REQUIREMENT: Please write out each entry below exactly as given.
EXTRACTED RECORDS Start Marker
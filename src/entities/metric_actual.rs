//! Metric actual entity - The persisted outcome of a recompute.
//!
//! Rows for a year are owned by the recompute orchestrator and are replaced as a whole
//! on every run; nothing else writes to this table.

use sea_orm::entity::prelude::*;
use serde::{Deserialize, Serialize};

/// Where a persisted value came from
#[derive(
    Debug, Clone, Copy, PartialEq, Eq, Hash, EnumIter, DeriveActiveEnum, Serialize, Deserialize,
)]
#[sea_orm(rs_type = "String", db_type = "Text")]
#[serde(rename_all = "lowercase")]
pub enum ValueSource {
    /// Produced by an aggregation or a formula
    #[sea_orm(string_value = "computed")]
    Computed,
    /// Supplied by a manual override
    #[sea_orm(string_value = "overridden")]
    Overridden,
}

/// Metric actual database model, unique per `(year, month, metric_key)`
#[derive(Clone, Debug, PartialEq, DeriveEntityModel, Serialize, Deserialize)]
#[sea_orm(table_name = "metric_actuals")]
#[serde(rename_all = "camelCase")]
pub struct Model {
    /// Unique identifier
    #[sea_orm(primary_key)]
    pub id: i64,
    /// Calendar year
    pub year: i32,
    /// Calendar month, 1-12
    pub month: u32,
    /// Key of the metric
    pub metric_key: String,
    /// Final value after overrides
    pub value: f64,
    /// Computed or overridden
    pub source: ValueSource,
    /// Start time of the recompute run that produced the row
    pub computed_at: DateTime,
}

/// `MetricActual` has no relationships with other entities
#[derive(Copy, Clone, Debug, EnumIter, DeriveRelation)]
pub enum Relation {}

impl ActiveModelBehavior for ActiveModel {}
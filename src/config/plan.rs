//! Seed plan loading from TOML.
//!
//! A seed plan lists metric definitions and monthly targets to upsert. The baseline
//! plan ships inside the binary; other plans can be loaded from disk with
//! [`load_plan`].

use crate::entities::MetricKind;
use crate::errors::{Error, Result};
use serde::Deserialize;
use std::path::Path;

const BASELINE_PLAN: &str = include_str!("baseline.toml");

/// Configuration structure representing a whole seed plan file
#[derive(Debug, Deserialize)]
pub struct SeedPlan {
    /// Metric definitions to upsert, keyed by `key`
    #[serde(default)]
    pub metrics: Vec<MetricPlan>,
    /// Monthly targets to upsert
    #[serde(default)]
    pub targets: Vec<TargetPlan>,
}

/// One metric definition in a seed plan
#[derive(Debug, Deserialize, Clone)]
pub struct MetricPlan {
    /// Stable metric key
    pub key: String,
    /// Display title
    pub title: String,
    /// `"base"` or `"derived"`
    pub kind: MetricKind,
    /// Formula source, required for derived metrics
    #[serde(default)]
    pub formula: Option<String>,
    /// Display unit
    pub unit: String,
    /// Defaults to true when omitted
    #[serde(default = "default_active")]
    pub active: bool,
}

/// Targets for one metric over one year
#[derive(Debug, Deserialize, Clone)]
pub struct TargetPlan {
    /// Metric key the targets belong to
    pub metric: String,
    /// Calendar year
    pub year: i32,
    /// Same target for all twelve months
    #[serde(default)]
    pub value: Option<f64>,
    /// One target per month, January first
    #[serde(default)]
    pub values: Option<Vec<f64>>,
}

const fn default_active() -> bool {
    true
}

impl TargetPlan {
    /// Expands the entry into `(month, value)` pairs for all twelve months.
    ///
    /// Exactly one of `value` and `values` must be set, and `values` must hold twelve
    /// finite numbers.
    pub fn monthly_values(&self) -> Result<Vec<(u32, f64)>> {
        let values = match (self.value, &self.values) {
            (Some(value), None) => vec![value; 12],
            (None, Some(values)) if values.len() == 12 => values.clone(),
            (None, Some(values)) => {
                return Err(Error::Config {
                    message: format!(
                        "targets for '{}' in {} list {} values, expected 12",
                        self.metric,
                        self.year,
                        values.len()
                    ),
                });
            }
            _ => {
                return Err(Error::Config {
                    message: format!(
                        "targets for '{}' in {} must set exactly one of `value` or `values`",
                        self.metric, self.year
                    ),
                });
            }
        };

        if let Some(bad) = values.iter().find(|value| !value.is_finite()) {
            return Err(Error::InvalidValue { value: *bad });
        }

        Ok((1..=12).zip(values).collect())
    }
}

/// Parses a seed plan from TOML text.
pub fn parse_plan(contents: &str) -> Result<SeedPlan> {
    toml::from_str(contents).map_err(|e| Error::Config {
        message: format!("Failed to parse seed plan: {e}"),
    })
}

/// Loads a seed plan from a TOML file.
///
/// # Errors
/// Returns an error if the file cannot be read or is not a valid plan.
pub fn load_plan<P: AsRef<Path>>(path: P) -> Result<SeedPlan> {
    let path_ref = path.as_ref();
    tracing::debug!("Loading seed plan from {:?}", path_ref);
    let contents = std::fs::read_to_string(path_ref).map_err(|e| Error::Config {
        message: format!("Failed to read seed plan {}: {e}", path_ref.display()),
    })?;
    parse_plan(&contents)
}

/// The baseline plan embedded in the binary.
pub fn baseline_plan() -> Result<SeedPlan> {
    parse_plan(BASELINE_PLAN)
}
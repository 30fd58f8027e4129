//! Engine bookkeeping in the `system_state` table.
//!
//! The orchestrator records when each year was last persisted under
//! `last_recompute_{year}`, inside the same transaction that replaces the actuals.

use crate::{
    entities::{SystemState, system_state},
    errors::{Error, Result},
};
use chrono::{NaiveDateTime, Utc};
use sea_orm::{Set, prelude::*};

const TIMESTAMP_FORMAT: &str = "%Y-%m-%d %H:%M:%S%.f";

fn last_recompute_key(year: i32) -> String {
    format!("last_recompute_{year}")
}

/// Reads a raw state value.
pub async fn get_state_value<C>(db: &C, key: &str) -> Result<Option<String>>
where
    C: ConnectionTrait,
{
    let state = SystemState::find()
        .filter(system_state::Column::Key.eq(key))
        .one(db)
        .await?;
    Ok(state.map(|s| s.value))
}

/// Inserts or updates a raw state value.
pub async fn set_state_value<C>(db: &C, key: &str, value: &str) -> Result<()>
where
    C: ConnectionTrait,
{
    let now = Utc::now().naive_utc();
    let existing = SystemState::find()
        .filter(system_state::Column::Key.eq(key))
        .one(db)
        .await?;

    if let Some(state) = existing {
        let mut active_model: system_state::ActiveModel = state.into();
        active_model.value = Set(value.to_string());
        active_model.updated_at = Set(now);
        active_model.update(db).await?;
    } else {
        system_state::ActiveModel {
            key: Set(key.to_string()),
            value: Set(value.to_string()),
            updated_at: Set(now),
            ..Default::default()
        }
        .insert(db)
        .await?;
    }

    Ok(())
}

/// Records the start time of the run whose actuals were just persisted for `year`.
pub async fn record_last_recompute<C>(db: &C, year: i32, at: NaiveDateTime) -> Result<()>
where
    C: ConnectionTrait,
{
    set_state_value(db, &last_recompute_key(year), &at.format(TIMESTAMP_FORMAT).to_string()).await
}

/// When actuals for `year` were last persisted, if ever.
pub async fn last_recompute_at<C>(db: &C, year: i32) -> Result<Option<NaiveDateTime>>
where
    C: ConnectionTrait,
{
    match get_state_value(db, &last_recompute_key(year)).await? {
        Some(value) => NaiveDateTime::parse_from_str(&value, TIMESTAMP_FORMAT)
            .map(Some)
            .map_err(|e| Error::Config {
                message: format!("Failed to parse last recompute time '{value}': {e}"),
            }),
        None => Ok(None),
    }
}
EXTRACTED RECORDS End Marker
COMPLETED TASK:
filename src/entities/metric_actual.rs
//! Metric actual entity - The persisted outcome of a recompute.
//!
//! Rows for a year are owned by the recompute orchestrator and are replaced as a whole
//! on every run; nothing else writes to this table.

use sea_orm::entity::prelude::*;
use serde::{Deserialize, Serialize};

/// Where a persisted value came from
#[derive(
    Debug, Clone, Copy, PartialEq, Eq, Hash, EnumIter, DeriveActiveEnum, Serialize, Deserialize,
)]
#[sea_orm(rs_type = "String", db_type = "Text")]
#[serde(rename_all = "lowercase")]
pub enum ValueSource {
    /// Produced by an aggregation or a formula
    #[sea_orm(string_value = "computed")]
    Computed,
    /// Supplied by a manual override
    #[sea_orm(string_value = "overridden")]
    Overridden,
}

/// Metric actual database model, unique per `(year, month, metric_key)`
#[derive(Clone, Debug, PartialEq, DeriveEntityModel, Serialize, Deserialize)]
#[sea_orm(table_name = "metric_actuals")]
#[serde(rename_all = "camelCase")]
pub struct Model {
    /// Unique identifier
    #[sea_orm(primary_key)]
    pub id: i64,
    /// Calendar year
    pub year: i32,
    /// Calendar month, 1-12
    pub month: u32,
    /// Key of the metric
    pub metric_key: String,
    /// Final value after overrides
    pub value: f64,
    /// Computed or overridden
    pub source: ValueSource,
    /// Start time of the recompute run that produced the row
    pub computed_at: DateTime,
}

/// `MetricActual` has no relationships with other entities
#[derive(Copy, Clone, Debug, EnumIter, DeriveRelation)]
pub enum Relation {}

impl ActiveModelBehavior for ActiveModel {}
filename src/config/plan.rs
//! Seed plan loading from TOML.
//!
//! A seed plan lists metric definitions and monthly targets to upsert. The baseline
//! plan ships inside the binary; other plans can be loaded from disk with
//! [`load_plan`].

use crate::entities::MetricKind;
use crate::errors::{Error, Result};
use serde::Deserialize;
use std::path::Path;

const BASELINE_PLAN: &str = include_str!("baseline.toml");

/// Configuration structure representing a whole seed plan file
#[derive(Debug, Deserialize)]
pub struct SeedPlan {
    /// Metric definitions to upsert, keyed by `key`
    #[serde(default)]
    pub metrics: Vec<MetricPlan>,
    /// Monthly targets to upsert
    #[serde(default)]
    pub targets: Vec<TargetPlan>,
}

/// One metric definition in a seed plan
#[derive(Debug, Deserialize, Clone)]
pub struct MetricPlan {
    /// Stable metric key
    pub key: String,
    /// Display title
    pub title: String,
    /// `"base"` or `"derived"`
    pub kind: MetricKind,
    /// Formula source, required for derived metrics
    #[serde(default)]
    pub formula: Option<String>,
    /// Display unit
    pub unit: String,
    /// Defaults to true when omitted
    #[serde(default = "default_active")]
    pub active: bool,
}

/// Targets for one metric over one year
#[derive(Debug, Deserialize, Clone)]
pub struct TargetPlan {
    /// Metric key the targets belong to
    pub metric: String,
    /// Calendar year
    pub year: i32,
    /// Same target for all twelve months
    #[serde(default)]
    pub value: Option<f64>,
    /// One target per month, January first
    #[serde(default)]
    pub values: Option<Vec<f64>>,
}

const fn default_active() -> bool {
    true
}

impl TargetPlan {
    /// Expands the entry into `(month, value)` pairs for all twelve months.
    ///
    /// Exactly one of `value` and `values` must be set, and `values` must hold twelve
    /// finite numbers.
    pub fn monthly_values(&self) -> Result<Vec<(u32, f64)>> {
        let values = match (self.value, &self.values) {
            (Some(value), None) => vec![value; 12],
            (None, Some(values)) if values.len() == 12 => values.clone(),
            (None, Some(values)) => {
                return Err(Error::Config {
                    message: format!(
                        "targets for '{}' in {} list {} values, expected 12",
                        self.metric,
                        self.year,
                        values.len()
                    ),
                });
            }
            _ => {
                return Err(Error::Config {
                    message: format!(
                        "targets for '{}' in {} must set exactly one of `value` or `values`",
                        self.metric, self.year
                    ),
                });
            }
        };

        if let Some(bad) = values.iter().find(|value| !value.is_finite()) {
            return Err(Error::InvalidValue { value: *bad });
        }

        Ok((1..=12).zip(values).collect())
    }
}

/// Parses a seed plan from TOML text.
pub fn parse_plan(contents: &str) -> Result<SeedPlan> {
    toml::from_str(contents).map_err(|e| Error::Config {
        message: format!("Failed to parse seed plan: {e}"),
    })
}

/// Loads a seed plan from a TOML file.
///
/// # Errors
/// Returns an error if the file cannot be read or is not a valid plan.
pub fn load_plan<P: AsRef<Path>>(path: P) -> Result<SeedPlan> {
    let path_ref = path.as_ref();
    tracing::debug!("Loading seed plan from {:?}", path_ref);
    let contents = std::fs::read_to_string(path_ref).map_err(|e| Error::Config {
        message: format!("Failed to read seed plan {}: {e}", path_ref.display()),
    })?;
    parse_plan(&contents)
}

/// The baseline plan embedded in the binary.
pub fn baseline_plan() -> Result<SeedPlan> {
    parse_plan(BASELINE_PLAN)
}
repository 30fd58f8027e4129
//! Engine bookkeeping in the `system_state` table.
//!
//! The orchestrator records when each year was last persisted under
//! `last_recompute_{year}`, inside the same transaction that replaces the actuals.

use crate::{
    entities::{SystemState, system_state},
    errors::{Error, Result},
};
use chrono::{NaiveDateTime, Utc};
use sea_orm::{Set, prelude::*};

const TIMESTAMP_FORMAT: &str = "%Y-%m-%d %H:%M:%S%.f";

fn last_recompute_key(year: i32) -> String {
    format!("last_recompute_{year}")
}

/// Reads a raw state value.
pub async fn get_state_value<C>(db: &C, key: &str) -> Result<Option<String>>
where
    C: ConnectionTrait,
{
    let state = SystemState::find()
        .filter(system_state::Column::Key.eq(key))
        .one(db)
        .await?;
    Ok(state.map(|s| s.value))
}

/// Inserts or updates a raw state value.
pub async fn set_state_value<C>(db: &C, key: &str, value: &str) -> Result<()>
where
    C: ConnectionTrait,
{
    let now = Utc::now().naive_utc();
    let existing = SystemState::find()
        .filter(system_state::Column::Key.eq(key))
        .one(db)
        .await?;

    if let Some(state) = existing {
        let mut active_model: system_state::ActiveModel = state.into();
        active_model.value = Set(value.to_string());
        active_model.updated_at = Set(now);
        active_model.update(db).await?;
    } else {
        system_state::ActiveModel {
            key: Set(key.to_string()),
            value: Set(value.to_string()),
            updated_at: Set(now),
            ..Default::default()
        }
        .insert(db)
        .await?;
    }

    Ok(())
}

/// Records the start time of the run whose actuals were just persisted for `year`.
pub async fn record_last_recompute<C>(db: &C, year: i32, at: NaiveDateTime) -> Result<()>
where
    C: ConnectionTrait,
{
    set_state_value(db, &last_recompute_key(year), &at.format(TIMESTAMP_FORMAT).to_string()).await
}

/// When actuals for `year` were last persisted, if ever.
pub async fn last_recompute_at<C>(db: &C, year: i32) -> Result<Option<NaiveDateTime>>
where
    C: ConnectionTrait,
{
    match get_state_value(db, &last_recompute_key(year)).await? {
        Some(value) => NaiveDateTime::parse_from_str(&value, TIMESTAMP_FORMAT)
            .map(Some)
            .map_err(|e| Error::Config {
                message: format!("Failed to parse last recompute time '{value}': {e}"),
            }),
        None => Ok(None),
    }
}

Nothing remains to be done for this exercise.